## Problem to solve
Look through the entries below and report every line that has "BTreeMap".

*** Input material ***

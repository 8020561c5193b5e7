//! Sub-daily disaggregation of 1-day quantiles into an intensity table.

use crate::constants::{
    CASCADE, DURATIONS_MIN, N_DURATIONS, N_RETURN_PERIODS, ONE_DAY_TO_24H, RETURN_PERIODS,
};
use crate::error::IdfError;
use crate::gumbel::ReturnPeriodQuantiles;

/// One (return period, duration) cell of an intensity table.
#[derive(Debug, Clone, Copy, PartialEq)]
pub struct IntensityRow {
    /// Return period in years.
    pub return_period: f64,
    /// Duration in minutes.
    pub duration_min: f64,
    /// Precipitation depth over the duration (mm). NaN when not known.
    pub depth_mm: f64,
    /// Mean intensity over the duration (mm/h).
    pub intensity_mm_h: f64,
}

/// Long-form intensity table.
///
/// Tables built by [`disaggregate`] hold `11 × 13 = 143` rows ordered by
/// return period ([`RETURN_PERIODS`]) and, within each return period, by
/// duration ([`DURATIONS_MIN`]).
#[derive(Debug, Clone, Default, PartialEq)]
pub struct DurationIntensityTable {
    rows: Vec<IntensityRow>,
}

impl DurationIntensityTable {
    /// Wraps rows supplied by a caller.
    pub fn from_rows(rows: Vec<IntensityRow>) -> Self {
        Self { rows }
    }

    /// Builds a table from parallel columns. Depths are unknown (NaN).
    ///
    /// # Errors
    ///
    /// Returns [`IdfError::LengthMismatch`] if the columns differ in length.
    pub fn from_columns(
        return_periods: &[f64],
        durations_min: &[f64],
        intensities_mm_h: &[f64],
    ) -> Result<Self, IdfError> {
        if return_periods.len() != durations_min.len()
            || return_periods.len() != intensities_mm_h.len()
        {
            return Err(IdfError::LengthMismatch {
                return_periods_len: return_periods.len(),
                durations_len: durations_min.len(),
                intensities_len: intensities_mm_h.len(),
            });
        }

        let rows = return_periods
            .iter()
            .zip(durations_min)
            .zip(intensities_mm_h)
            .map(|((&tr, &td), &i)| IntensityRow {
                return_period: tr,
                duration_min: td,
                depth_mm: f64::NAN,
                intensity_mm_h: i,
            })
            .collect();

        Ok(Self { rows })
    }

    /// All rows in table order.
    pub fn rows(&self) -> &[IntensityRow] {
        &self.rows
    }

    /// Number of rows.
    pub fn len(&self) -> usize {
        self.rows.len()
    }

    /// Returns `true` if the table has no rows.
    pub fn is_empty(&self) -> bool {
        self.rows.is_empty()
    }

    /// Intensity for an exact (return period, duration) pair.
    pub fn intensity_at(&self, return_period: u32, duration_min: u32) -> Option<f64> {
        self.rows
            .iter()
            .find(|r| {
                r.return_period == f64::from(return_period)
                    && r.duration_min == f64::from(duration_min)
            })
            .map(|r| r.intensity_mm_h)
    }

    /// Rows belonging to one return period, in table order.
    pub fn rows_for_return_period(&self, return_period: u32) -> Vec<IntensityRow> {
        self.rows
            .iter()
            .filter(|r| r.return_period == f64::from(return_period))
            .copied()
            .collect()
    }
}

/// Depths (mm) for every duration in [`DURATIONS_MIN`] from one 1-day depth.
pub(crate) fn cascade_depths(one_day_depth: f64) -> [f64; N_DURATIONS] {
    let mut depths = [0.0; N_DURATIONS];
    depths[0] = one_day_depth * ONE_DAY_TO_24H;
    for (i, step) in CASCADE.iter().enumerate() {
        depths[i + 1] = depths[step.base] * step.factor;
    }
    depths
}

/// Expands 1-day return-period depths into the 143-row intensity table.
///
/// Each depth is converted to intensity by dividing by the duration in
/// hours. Sentinel (NaN) quantiles propagate to NaN rows, which the fitter
/// discards.
pub fn disaggregate(quantiles: &ReturnPeriodQuantiles) -> DurationIntensityTable {
    let mut rows = Vec::with_capacity(N_RETURN_PERIODS * N_DURATIONS);

    for (tr, one_day) in quantiles.iter() {
        let depths = cascade_depths(one_day);
        for (&td, &depth) in DURATIONS_MIN.iter().zip(depths.iter()) {
            let hours = f64::from(td) / 60.0;
            rows.push(IntensityRow {
                return_period: f64::from(tr),
                duration_min: f64::from(td),
                depth_mm: depth,
                intensity_mm_h: depth / hours,
            });
        }
    }

    debug_assert_eq!(rows.len(), RETURN_PERIODS.len() * DURATIONS_MIN.len());
    DurationIntensityTable { rows }
}

#[cfg(test)]
mod tests {
    use super::*;
    use approx::assert_relative_eq;

    #[test]
    fn cascade_from_100mm() {
        let d = cascade_depths(100.0);
        assert_relative_eq!(d[0], 114.0, epsilon = 1e-10);
        assert_relative_eq!(d[1], 114.0 * 0.85, epsilon = 1e-10);
        assert_relative_eq!(d[6], 47.88, epsilon = 1e-10);
        assert_relative_eq!(d[7], 47.88 * 0.74, epsilon = 1e-10);
        assert_relative_eq!(d[12], 47.88 * 0.74 * 0.34, epsilon = 1e-10);
    }

    #[test]
    fn table_shape_and_order() {
        let q = ReturnPeriodQuantiles::from_moments(80.0, 20.0);
        let table = disaggregate(&q);
        assert_eq!(table.len(), 143);

        let first = table.rows()[0];
        assert_eq!(first.return_period, 2.0);
        assert_eq!(first.duration_min, 1440.0);
        let second = table.rows()[1];
        assert_eq!(second.return_period, 2.0);
        assert_eq!(second.duration_min, 720.0);
        let last = table.rows()[142];
        assert_eq!(last.return_period, 1000.0);
        assert_eq!(last.duration_min, 5.0);
    }

    #[test]
    fn intensity_from_100mm_quantile() {
        let q = ReturnPeriodQuantiles::from_depths(&[100.0; 11]).unwrap();
        let table = disaggregate(&q);
        assert_relative_eq!(table.intensity_at(10, 1440).unwrap(), 4.75, epsilon = 1e-10);
        assert_relative_eq!(table.intensity_at(10, 60).unwrap(), 47.88, epsilon = 1e-10);
        // 30 min: 47.88 * 0.74 over half an hour
        assert_relative_eq!(
            table.intensity_at(10, 30).unwrap(),
            47.88 * 0.74 * 2.0,
            epsilon = 1e-10
        );
        assert!(table.intensity_at(3, 60).is_none());
    }

    #[test]
    fn one_day_depth_is_scaled_quantile() {
        let q = ReturnPeriodQuantiles::from_moments(55.0, 12.0);
        let table = disaggregate(&q);
        for (tr, depth) in q.iter() {
            let rows = table.rows_for_return_period(tr);
            assert_eq!(rows.len(), 13);
            assert_relative_eq!(rows[0].depth_mm, depth * 1.14, epsilon = 1e-10);
        }
    }

    #[test]
    fn nan_quantiles_propagate() {
        let q = ReturnPeriodQuantiles::from_moments(10.0, f64::NAN);
        let table = disaggregate(&q);
        assert_eq!(table.len(), 143);
        assert!(table.rows().iter().all(|r| r.intensity_mm_h.is_nan()));
    }

    #[test]
    fn from_columns_length_mismatch() {
        let err = DurationIntensityTable::from_columns(&[2.0], &[60.0, 30.0], &[1.0]).unwrap_err();
        assert!(matches!(err, IdfError::LengthMismatch { .. }));
    }
}
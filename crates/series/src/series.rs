//! Cleaned daily precipitation series.

use std::collections::BTreeMap;

use chrono::{Datelike, NaiveDate};

use crate::record::DailyRecord;
use crate::year_month::YearMonth;

/// Counts of what [`DailySeries::from_records`] discarded.
#[derive(Debug, Clone, Copy, Default, PartialEq, Eq)]
pub struct CleaningReport {
    /// Number of records supplied.
    pub n_input: usize,
    /// Records dropped because precipitation was missing or non-finite.
    pub n_missing: usize,
    /// Records dropped because their date had already been seen.
    pub n_duplicate: usize,
}

impl CleaningReport {
    /// Number of records that survived cleaning.
    pub fn n_kept(&self) -> usize {
        self.n_input - self.n_missing - self.n_duplicate
    }
}

/// A date-ordered daily precipitation series with no missing values and
/// no repeated dates.
///
/// Dates need not be contiguous; gaps are simply absent days.
#[derive(Debug, Clone, Default, PartialEq)]
pub struct DailySeries {
    dates: Vec<NaiveDate>,
    precip: Vec<f64>,
    report: CleaningReport,
}

impl DailySeries {
    /// Builds a series from raw records.
    ///
    /// Records are sorted by date (stable, so input order breaks ties),
    /// records with missing or non-finite precipitation are dropped, and
    /// for each date only the first remaining record is kept.
    pub fn from_records<I>(records: I) -> Self
    where
        I: IntoIterator<Item = DailyRecord>,
    {
        let mut records: Vec<DailyRecord> = records.into_iter().collect();
        records.sort_by_key(|r| r.date);

        let mut report = CleaningReport {
            n_input: records.len(),
            ..CleaningReport::default()
        };
        let mut dates = Vec::with_capacity(records.len());
        let mut precip = Vec::with_capacity(records.len());

        for record in &records {
            let Some(value) = record.valid_precipitation() else {
                report.n_missing += 1;
                continue;
            };
            if dates.last() == Some(&record.date) {
                report.n_duplicate += 1;
                continue;
            }
            dates.push(record.date);
            precip.push(value);
        }

        Self {
            dates,
            precip,
            report,
        }
    }

    /// Builds a series from parallel date and value slices.
    ///
    /// Equivalent to [`from_records`](Self::from_records) on the zipped
    /// pairs; extra elements in the longer slice are ignored.
    pub fn from_values(dates: &[NaiveDate], precip: &[f64]) -> Self {
        Self::from_records(
            dates
                .iter()
                .zip(precip.iter())
                .map(|(&date, &p)| DailyRecord::new(date, p)),
        )
    }

    /// Number of valid days.
    pub fn len(&self) -> usize {
        self.dates.len()
    }

    /// Returns `true` if no valid day survived cleaning.
    pub fn is_empty(&self) -> bool {
        self.dates.is_empty()
    }

    /// Observation dates in ascending order.
    pub fn dates(&self) -> &[NaiveDate] {
        &self.dates
    }

    /// Precipitation values (mm), aligned with [`dates`](Self::dates).
    pub fn precip(&self) -> &[f64] {
        &self.precip
    }

    /// What was discarded while building the series.
    pub fn report(&self) -> CleaningReport {
        self.report
    }

    /// Iterates `(date, precipitation)` pairs in date order.
    pub fn iter(&self) -> impl Iterator<Item = (NaiveDate, f64)> + '_ {
        self.dates.iter().copied().zip(self.precip.iter().copied())
    }

    /// Returns `true` if any day recorded strictly positive precipitation.
    pub fn has_positive(&self) -> bool {
        self.precip.iter().any(|&p| p > 0.0)
    }

    /// Distinct calendar years present, ascending.
    pub fn years(&self) -> Vec<i32> {
        let mut years: Vec<i32> = self.dates.iter().map(|d| d.year()).collect();
        years.dedup();
        years
    }

    /// Largest daily value in each calendar year.
    pub fn annual_maxima(&self) -> BTreeMap<i32, f64> {
        let mut maxima: BTreeMap<i32, f64> = BTreeMap::new();
        for (date, p) in self.iter() {
            maxima
                .entry(date.year())
                .and_modify(|m| *m = m.max(p))
                .or_insert(p);
        }
        maxima
    }

    /// Sum of daily values in each (year, month) present in the series.
    pub fn monthly_totals(&self) -> BTreeMap<YearMonth, f64> {
        let mut totals: BTreeMap<YearMonth, f64> = BTreeMap::new();
        for (date, p) in self.iter() {
            *totals.entry(YearMonth::from_date(date)).or_insert(0.0) += p;
        }
        totals
    }
}
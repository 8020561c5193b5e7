//! Station analysis cache, persisted between batch runs.
//!
//! Keyed by station code plus a fingerprint of the cleaned series, so an
//! edited file under the same code is recomputed. The cache file also
//! records a fingerprint of the analysis settings; when that differs every
//! stored entry is discarded.

use std::collections::HashMap;
use std::collections::hash_map::DefaultHasher;
use std::hash::{Hash, Hasher};
use std::path::Path;
use std::sync::atomic::{AtomicUsize, Ordering};
use std::sync::{Arc, Mutex, MutexGuard, PoisonError};

use anyhow::{Context, Result};
use serde::de::DeserializeOwned;
use serde::{Deserialize, Serialize};
use tracing::{debug, warn};

use pluvio_series::DailySeries;

#[derive(Debug, Clone, PartialEq, Eq, Hash)]
struct CacheKey {
    code: String,
    fingerprint: u64,
}

struct Slot<T> {
    value: Arc<T>,
    /// Looked up or inserted since the cache was opened.
    used: bool,
}

#[derive(Serialize, Deserialize)]
struct CacheFile<T> {
    version: String,
    settings: u64,
    entries: Vec<CacheEntry<T>>,
}

#[derive(Serialize, Deserialize)]
struct CacheEntry<T> {
    code: String,
    fingerprint: u64,
    value: T,
}

/// Hash of every `(date, value)` pair; values hash by bit pattern.
pub fn fingerprint(series: &DailySeries) -> u64 {
    let mut hasher = DefaultHasher::new();
    series.len().hash(&mut hasher);
    for (date, value) in series.iter() {
        date.hash(&mut hasher);
        value.to_bits().hash(&mut hasher);
    }
    hasher.finish()
}

/// Fingerprint of any `Debug` value, for settings that shape a result.
pub fn settings_fingerprint<S: std::fmt::Debug>(settings: &S) -> u64 {
    let mut hasher = DefaultHasher::new();
    format!("{settings:?}").hash(&mut hasher);
    hasher.finish()
}

/// Thread-safe memo table shared by batch workers.
pub struct ResultCache<T> {
    settings: u64,
    entries: Mutex<HashMap<CacheKey, Slot<T>>>,
    hits: AtomicUsize,
}

impl<T> ResultCache<T> {
    /// Empty cache for results computed under `settings`.
    pub fn new(settings: u64) -> Self {
        Self {
            settings,
            entries: Mutex::new(HashMap::new()),
            hits: AtomicUsize::new(0),
        }
    }

    /// Return the cached value for `(code, series)` or compute and store it.
    ///
    /// `compute` runs without the lock held; two workers racing on the same
    /// key both compute and the first insert wins.
    pub fn get_or_compute<F>(&self, code: &str, series: &DailySeries, compute: F) -> Arc<T>
    where
        F: FnOnce() -> T,
    {
        let key = CacheKey {
            code: code.to_string(),
            fingerprint: fingerprint(series),
        };

        if let Some(slot) = self.lock().get_mut(&key) {
            slot.used = true;
            self.hits.fetch_add(1, Ordering::Relaxed);
            return Arc::clone(&slot.value);
        }

        let value = Arc::new(compute());
        let mut entries = self.lock();
        let slot = entries.entry(key).or_insert(Slot { value, used: true });
        Arc::clone(&slot.value)
    }

    /// Number of stored entries, used or not.
    pub fn len(&self) -> usize {
        self.lock().len()
    }

    /// Lookups answered without computing.
    pub fn hits(&self) -> usize {
        self.hits.load(Ordering::Relaxed)
    }

    fn lock(&self) -> MutexGuard<'_, HashMap<CacheKey, Slot<T>>> {
        self.entries.lock().unwrap_or_else(PoisonError::into_inner)
    }
}

impl<T: Serialize + DeserializeOwned> ResultCache<T> {
    /// Open the cache stored at `path`.
    ///
    /// A missing file, an unreadable one, or one written under other
    /// settings or another pluvio version yields an empty cache.
    pub fn load(path: &Path, settings: u64) -> Self {
        let cache = Self::new(settings);
        let text = match std::fs::read_to_string(path) {
            Ok(text) => text,
            Err(e) if e.kind() == std::io::ErrorKind::NotFound => return cache,
            Err(e) => {
                warn!(path = %path.display(), error = %e, "ignoring unreadable result cache");
                return cache;
            }
        };
        let file: CacheFile<T> = match serde_json::from_str(&text) {
            Ok(file) => file,
            Err(e) => {
                warn!(path = %path.display(), error = %e, "ignoring malformed result cache");
                return cache;
            }
        };
        if file.settings != settings || file.version != env!("CARGO_PKG_VERSION") {
            debug!(path = %path.display(), "settings changed; result cache discarded");
            return cache;
        }

        let mut entries = cache.lock();
        for entry in file.entries {
            let key = CacheKey {
                code: entry.code,
                fingerprint: entry.fingerprint,
            };
            let slot = Slot {
                value: Arc::new(entry.value),
                used: false,
            };
            entries.insert(key, slot);
        }
        debug!(n_entries = entries.len(), "result cache loaded");
        drop(entries);
        cache
    }

    /// Write every entry used since the cache was opened, sorted by code.
    /// Entries no lookup asked for are dropped.
    pub fn save(&self, path: &Path) -> Result<()> {
        let entries = self.lock();
        let mut used: Vec<CacheEntry<&T>> = entries
            .iter()
            .filter(|(_, slot)| slot.used)
            .map(|(key, slot)| CacheEntry {
                code: key.code.clone(),
                fingerprint: key.fingerprint,
                value: slot.value.as_ref(),
            })
            .collect();
        used.sort_by(|a, b| a.code.cmp(&b.code).then(a.fingerprint.cmp(&b.fingerprint)));

        let file = CacheFile {
            version: env!("CARGO_PKG_VERSION").to_string(),
            settings: self.settings,
            entries: used,
        };
        let json = serde_json::to_string(&file).context("failed to serialize result cache")?;
        std::fs::write(path, json)
            .with_context(|| format!("failed to write result cache: {}", path.display()))
    }
}
//! Calendar (year, month) key.

use chrono::{Datelike, NaiveDate};

use crate::error::SeriesError;

/// A calendar month in a specific year.
///
/// Ordering is chronological: by year, then by month.
#[derive(Debug, Clone, Copy, PartialEq, Eq, PartialOrd, Ord, Hash)]
pub struct YearMonth {
    year: i32,
    month: u8,
}

impl YearMonth {
    /// Creates a new `YearMonth`.
    ///
    /// # Errors
    ///
    /// Returns [`SeriesError::InvalidMonth`] if `month` is outside 1..=12.
    pub fn new(year: i32, month: u8) -> Result<Self, SeriesError> {
        if !(1..=12).contains(&month) {
            return Err(SeriesError::InvalidMonth { month });
        }
        Ok(Self { year, month })
    }

    /// Returns the month containing `date`.
    pub fn from_date(date: NaiveDate) -> Self {
        Self {
            year: date.year(),
            // chrono guarantees 1..=12
            month: date.month() as u8,
        }
    }

    /// Returns the year.
    pub fn year(self) -> i32 {
        self.year
    }

    /// Returns the month (1..=12).
    pub fn month(self) -> u8 {
        self.month
    }
}

impl std::fmt::Display for YearMonth {
    fn fmt(&self, f: &mut std::fmt::Formatter<'_>) -> std::fmt::Result {
        write!(f, "{:04}-{:02}", self.year, self.month)
    }
}

#[cfg(test)]
mod tests {
    use super::*;

    #[test]
    fn new_valid() {
        let ym = YearMonth::new(2001, 7).unwrap();
        assert_eq!(ym.year(), 2001);
        assert_eq!(ym.month(), 7);
    }

    #[test]
    fn new_invalid_month() {
        assert_eq!(
            YearMonth::new(2001, 0).unwrap_err(),
            SeriesError::InvalidMonth { month: 0 }
        );
        assert!(YearMonth::new(2001, 13).is_err());
    }

    #[test]
    fn from_date() {
        let date = NaiveDate::from_ymd_opt(1999, 12, 31).unwrap();
        assert_eq!(YearMonth::from_date(date), YearMonth::new(1999, 12).unwrap());
    }

    #[test]
    fn chronological_order() {
        let a = YearMonth::new(2000, 12).unwrap();
        let b = YearMonth::new(2001, 1).unwrap();
        let c = YearMonth::new(2001, 2).unwrap();
        assert!(a < b && b < c);
    }

    #[test]
    fn display() {
        assert_eq!(YearMonth::new(2003, 4).unwrap().to_string(), "2003-04");
    }
}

*** End of Input material ***

## Completed exercise
use std::collections::BTreeMap;
    pub fn annual_maxima(&self) -> BTreeMap<i32, f64> {
        let mut maxima: BTreeMap<i32, f64> = BTreeMap::new();
    pub fn monthly_totals(&self) -> BTreeMap<YearMonth, f64> {
        let mut totals: BTreeMap<YearMonth, f64> = BTreeMap::new();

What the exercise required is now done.